INSTRUCTIONS FOR THE TASK: Take the entries that follow and return exactly the lines from the one holding "record.linked = entry.linked;" through the one holding "let mut superseded = 0;", both included. Nothing else is needed.

PROVIDED DATA:
impl GwaCache {
    pub fn new(policy: RetentionPolicy) -> Self {
        Self {
            state: RwLock::new(CacheState::default()),
            policy,
        }
    }

    pub fn policy(&self) -> &RetentionPolicy {
        &self.policy
    }

    fn is_alterable(&self, record: &CacheRecord) -> bool {
        self.policy
            .is_alterable(&record.keyword, record.application_id.as_deref())
    }

    // ═══════════════════════════════════════════════════════════════════
    // Mutation
    // ═══════════════════════════════════════════════════════════════════

    /// Insert or reaffirm a record
    ///
    /// Candidates are the records under the same keyword whose index or
    /// payload matches. An exact payload match is reaffirmed (marked latest,
    /// and given the entry's object if it had none) and nothing is appended. Otherwise every index match is superseded
    /// and a fresh record is appended. Two payload matches mean the cache is
    /// corrupt and the cycle must stop.
    pub fn upsert(&self, entry: RecordEntry) -> CacheResult<UpsertOutcome> {
        if entry.index == 0 {
            return Err(CacheError::InvalidIndex {
                keyword: entry.keyword,
                index: 0,
            });
        }

        let mut state = self.state.write();
        let table = state.tables.entry(table_key(&entry.keyword)).or_default();

        let payload_matches: Vec<usize> = table
            .iter()
            .enumerate()
            .filter(|(_, r)| r.payload == entry.payload)
            .map(|(i, _)| i)
            .collect();

        match payload_matches.len() {
            0 => {}
            1 => {
                let pos = payload_matches[0];
                let index = table[pos].index;
                // A reverted payload takes its slot back from the newer record
                for (i, record) in table.iter_mut().enumerate() {
                    if i != pos && record.index == index {
                        record.is_latest = false;
                    }
                }
                let record = &mut table[pos];
                record.is_latest = true;
                if record.linked.is_none() {
                    record.linked = entry.linked;
                }
                trace!(keyword = %entry.keyword, index, "reaffirmed");
                return Ok(UpsertOutcome::Reaffirmed);
            }
            count => {
                return Err(CacheError::DuplicatePayload {
                    keyword: entry.keyword,
                    count,
                });
            }
        }

        let mut superseded = 0;
        for record in table.iter_mut().filter(|r| r.index == entry.index) {
            record.is_latest = false;
            superseded += 1;
        }

        trace!(keyword = %entry.keyword, index = entry.index, superseded, "appended");
        table.push(CacheRecord::from_entry(entry));

        Ok(if superseded == 0 {
            UpsertOutcome::Inserted
        } else {
            UpsertOutcome::Superseded { count: superseded }
        })
    }

    /// Upsert a full GWA command line (`SET`/`SET_AT` or bare payload)
    pub fn upsert_command(&self, line: &str) -> CacheResult<UpsertOutcome> {
        let parsed = gwa::parse_command(line)?;
        let keyword = parsed.keyword.clone();
        let entry = parsed
            .into_entry()
            .ok_or_else(|| CacheError::parse(format!("no index in {} command", keyword)))?;
        self.upsert(entry)
    }

    /// Attach a converted object to the first unlinked record with this
    /// keyword and application id. Returns false when none exists.
    pub fn assign_linked_object(
        &self,
        keyword: &str,
        application_id: &str,
        object: Arc<ExchangeObject>,
    ) -> bool {
        if application_id.is_empty() {
            return false;
        }
        let mut state = self.state.write();
        let Some(table) = state.tables.get_mut(&table_key(keyword)) else {
            return false;
        };
        match table
            .iter_mut()
            .find(|r| r.linked.is_none() && r.application_id_matches(application_id))
        {
            Some(record) => {
                record.linked = Some(object);
                true
            }
            None => false,
        }
    }

    /// Attach a converted object to an unlinked live record by index,
    /// preferring the latest one. Used for records without application id.
    pub fn assign_linked_object_at(
        &self,
        keyword: &str,
        index: u32,
        object: Arc<ExchangeObject>,
    ) -> bool {
        let mut state = self.state.write();
        let Some(table) = state.tables.get_mut(&table_key(keyword)) else {
            return false;
        };
        let candidate = table
            .iter()
            .position(|r| r.index == index && r.linked.is_none() && r.is_latest)
            .or_else(|| {
                table
                    .iter()
                    .position(|r| r.index == index && r.linked.is_none() && r.is_live())
            });
        match candidate {
            Some(pos) => {
                table[pos].linked = Some(object);
                true
            }
            None => false,
        }
    }

    /// Advance the generation
    ///
    /// Records that are not latest are removed, foreign ones included (a
    /// foreign record only loses latest when it is superseded). Surviving
    /// foreign records keep their flags; surviving alterable records become
    /// previous-but-not-latest and must be reaffirmed during the next cycle.
    pub fn snapshot(&self) -> SnapshotStats {
        let mut state = self.state.write();
        let mut stats = SnapshotStats::default();

        for table in state.tables.values_mut() {
            table.retain_mut(|record| {
                if !record.is_latest {
                    stats.purged += 1;
                    return false;
                }
                if !self.is_alterable(record) {
                    stats.foreign += 1;
                    return true;
                }
                record.is_previous = true;
                record.is_latest = false;
                stats.primed += 1;
                true
            });
        }
        state.tables.retain(|_, table| !table.is_empty());

        debug!(
            purged = stats.purged,
            primed = stats.primed,
            foreign = stats.foreign,
            "cache snapshot"
        );
        stats
    }

    /// Drop every record and reservation
    pub fn clear(&self) {
        let mut state = self.state.write();
        *state = CacheState::default();
    }

    /// Remove every alterable record written from one of `stream_ids`
    ///
    /// Returns the number of records removed.
    pub fn remove_streams<S: AsRef<str>>(&self, stream_ids: &[S]) -> usize {
        let mut state = self.state.write();
        let mut removed = 0;
        for table in state.tables.values_mut() {
            table.retain(|record| {
                let ours = record
                    .stream_id
                    .as_deref()
                    .is_some_and(|s| stream_ids.iter().any(|id| id.as_ref() == s));
                if ours && self.is_alterable(record) {
                    removed += 1;
                    return false;
                }
                true
            });
        }
        state.tables.retain(|_, table| !table.is_empty());
        debug!(removed, streams = stream_ids.len(), "stream records removed");
        removed
    }

    pub fn checkpoint(&self) -> CacheCheckpoint {
        CacheCheckpoint {
            state: self.state.read().clone(),
        }
    }

    pub fn restore(&self, checkpoint: CacheCheckpoint) {
        *self.state.write() = checkpoint.state;
    }

    // ═══════════════════════════════════════════════════════════════════
    // Queries
    // ═══════════════════════════════════════════════════════════════════

    pub fn records_for(&self, keyword: &str) -> Vec<CacheRecord> {
        self.state.read().table(keyword).to_vec()
    }

    pub fn records_at(&self, keyword: &str, index: u32) -> Vec<CacheRecord> {
        self.state
            .read()
            .table(keyword)
            .iter()
            .filter(|r| r.index == index)
            .cloned()
            .collect()
    }

    /// `(index, payload)` of live records not yet converted
    ///
    /// Stale records are included so the previous generation's content can
    /// still be converted for merging before it is purged.
    pub fn payloads_pending_conversion(&self, keyword: &str) -> Vec<(u32, String)> {
        self.state
            .read()
            .table(keyword)
            .iter()
            .filter(|r| r.is_live() && r.linked.is_none())
            .map(|r| (r.index, r.payload.clone()))
            .collect()
    }

    /// Alterable records that were not reaffirmed this cycle
    pub fn expired_data(&self) -> Vec<RecordSummary> {
        self.state
            .read()
            .all_records()
            .filter(|r| r.is_stale() && self.is_alterable(r))
            .map(CacheRecord::summary)
            .collect()
    }

    /// Alterable records in the current generation
    pub fn deletable_data(&self) -> Vec<RecordSummary> {
        self.state
            .read()
            .all_records()
            .filter(|r| r.is_latest && self.is_alterable(r))
            .map(CacheRecord::summary)
            .collect()
    }

    /// Alterable records first seen in the current generation
    pub fn newly_added(&self) -> Vec<RecordSummary> {
        self.state
            .read()
            .all_records()
            .filter(|r| r.is_fresh() && self.is_alterable(r))
            .map(CacheRecord::summary)
            .collect()
    }

    pub fn current_payloads(&self) -> Vec<String> {
        self.state
            .read()
            .all_records()
            .filter(|r| r.is_latest)
            .map(|r| r.payload.clone())
            .collect()
    }

    /// Objects linked to records of the current generation
    pub fn latest_linked_objects(&self) -> Vec<Arc<ExchangeObject>> {
        self.state
            .read()
            .all_records()
            .filter(|r| r.is_latest)
            .filter_map(|r| r.linked.clone())
            .collect()
    }

    pub fn application_id_at(&self, keyword: &str, index: u32) -> Option<String> {
        self.state
            .read()
            .table(keyword)
            .iter()
            .find(|r| r.index == index)
            .and_then(|r| r.application_id.clone())
    }

    pub fn exists(&self, keyword: &str, application_id: &str, previous: bool, latest: bool) -> bool {
        self.state.read().table(keyword).iter().any(|r| {
            r.application_id_matches(application_id)
                && r.is_previous == previous
                && r.is_latest == latest
        })
    }

    pub fn contains_type(&self, type_name: &str) -> bool {
        self.state
            .read()
            .all_records()
            .any(|r| r.linked_type() == Some(type_name))
    }

    pub fn linked_objects(&self, type_name: &str, application_id: &str) -> Vec<Arc<ExchangeObject>> {
        self.state
            .read()
            .all_records()
            .filter(|r| r.linked_type() == Some(type_name) && r.application_id_matches(application_id))
            .filter_map(|r| r.linked.clone())
            .collect()
    }

    /// Linked objects of a type by native index; latest records win
    pub fn indexed_objects(&self, type_name: &str) -> BTreeMap<u32, Arc<ExchangeObject>> {
        let state = self.state.read();
        let mut objects: BTreeMap<u32, (bool, Arc<ExchangeObject>)> = BTreeMap::new();
        for record in state.all_records() {
            let Some(object) = record.linked.as_ref() else {
                continue;
            };
            if object.type_name != type_name {
                continue;
            }
            let replace = objects
                .get(&record.index)
                .map_or(true, |(was_latest, _)| !was_latest && record.is_latest);
            if replace {
                objects.insert(record.index, (record.is_latest, object.clone()));
            }
        }
        objects.into_iter().map(|(i, (_, o))| (i, o)).collect()
    }

    /// Every record, cloned (diagnostics and tests)
    pub fn records(&self) -> Vec<CacheRecord> {
        self.state.read().all_records().cloned().collect()
    }

    /// Every record rendered as the command that would write it
    pub fn set_commands(&self) -> Vec<String> {
        self.state
            .read()
            .all_records()
            .map(|r| gwa::set_command(r.command_kind, r.index, &r.payload))
            .collect()
    }

    pub fn len(&self) -> usize {
        self.state.read().tables.values().map(Vec::len).sum()
    }

    pub fn is_empty(&self) -> bool {
        self.len() == 0
    }

    pub fn latest_count(&self) -> usize {
        self.state
            .read()
            .all_records()
            .filter(|r| r.is_latest)
            .count()
    }

    /// Verify the structural invariants
    ///
    /// - per (keyword, application id): at most one stale and one fresh record
    /// - per keyword: payloads are unique
    /// - per keyword: no two latest records share an index
    pub fn check_invariants(&self) -> CacheResult<()> {
        let state = self.state.read();
        for (keyword, table) in &state.tables {
            let mut stale: HashMap<&str, usize> = HashMap::new();
            let mut fresh: HashMap<&str, usize> = HashMap::new();
            let mut payloads: HashMap<&str, usize> = HashMap::new();
            let mut latest_indices: HashMap<u32, usize> = HashMap::new();

            for record in table {
                if let Some(id) = record.application_id.as_deref() {
                    if record.is_stale() {
                        *stale.entry(id).or_default() += 1;
                    }
                    if record.is_fresh() {
                        *fresh.entry(id).or_default() += 1;
                    }
                }
                *payloads.entry(record.payload.as_str()).or_default() += 1;
                if record.is_latest {
                    *latest_indices.entry(record.index).or_default() += 1;
                }
            }

            if let Some((id, n)) = stale.iter().chain(fresh.iter()).find(|(_, n)| **n > 1) {
                return Err(CacheError::InvariantViolation(format!(
                    "{} records in the same generation for application id '{}' under {}",
                    n, id, keyword
                )));
            }
            if let Some((_, n)) = payloads.iter().find(|(_, n)| **n > 1) {
                return Err(CacheError::DuplicatePayload {
                    keyword: keyword.clone(),
                    count: *n,
                });
            }
            if let Some((index, n)) = latest_indices.iter().find(|(_, n)| **n > 1) {
                return Err(CacheError::InvariantViolation(format!(
                    "{} latest records share index {} under {}",
                    n, index, keyword
                )));
            }
        }
        Ok(())
    }
}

SOLUTION:
                    record.linked = entry.linked;
                }
                trace!(keyword = %entry.keyword, index, "reaffirmed");
                return Ok(UpsertOutcome::Reaffirmed);
            }
            count => {
                return Err(CacheError::DuplicatePayload {
                    keyword: entry.keyword,
                    count,
                });
            }
        }

        let mut superseded = 0;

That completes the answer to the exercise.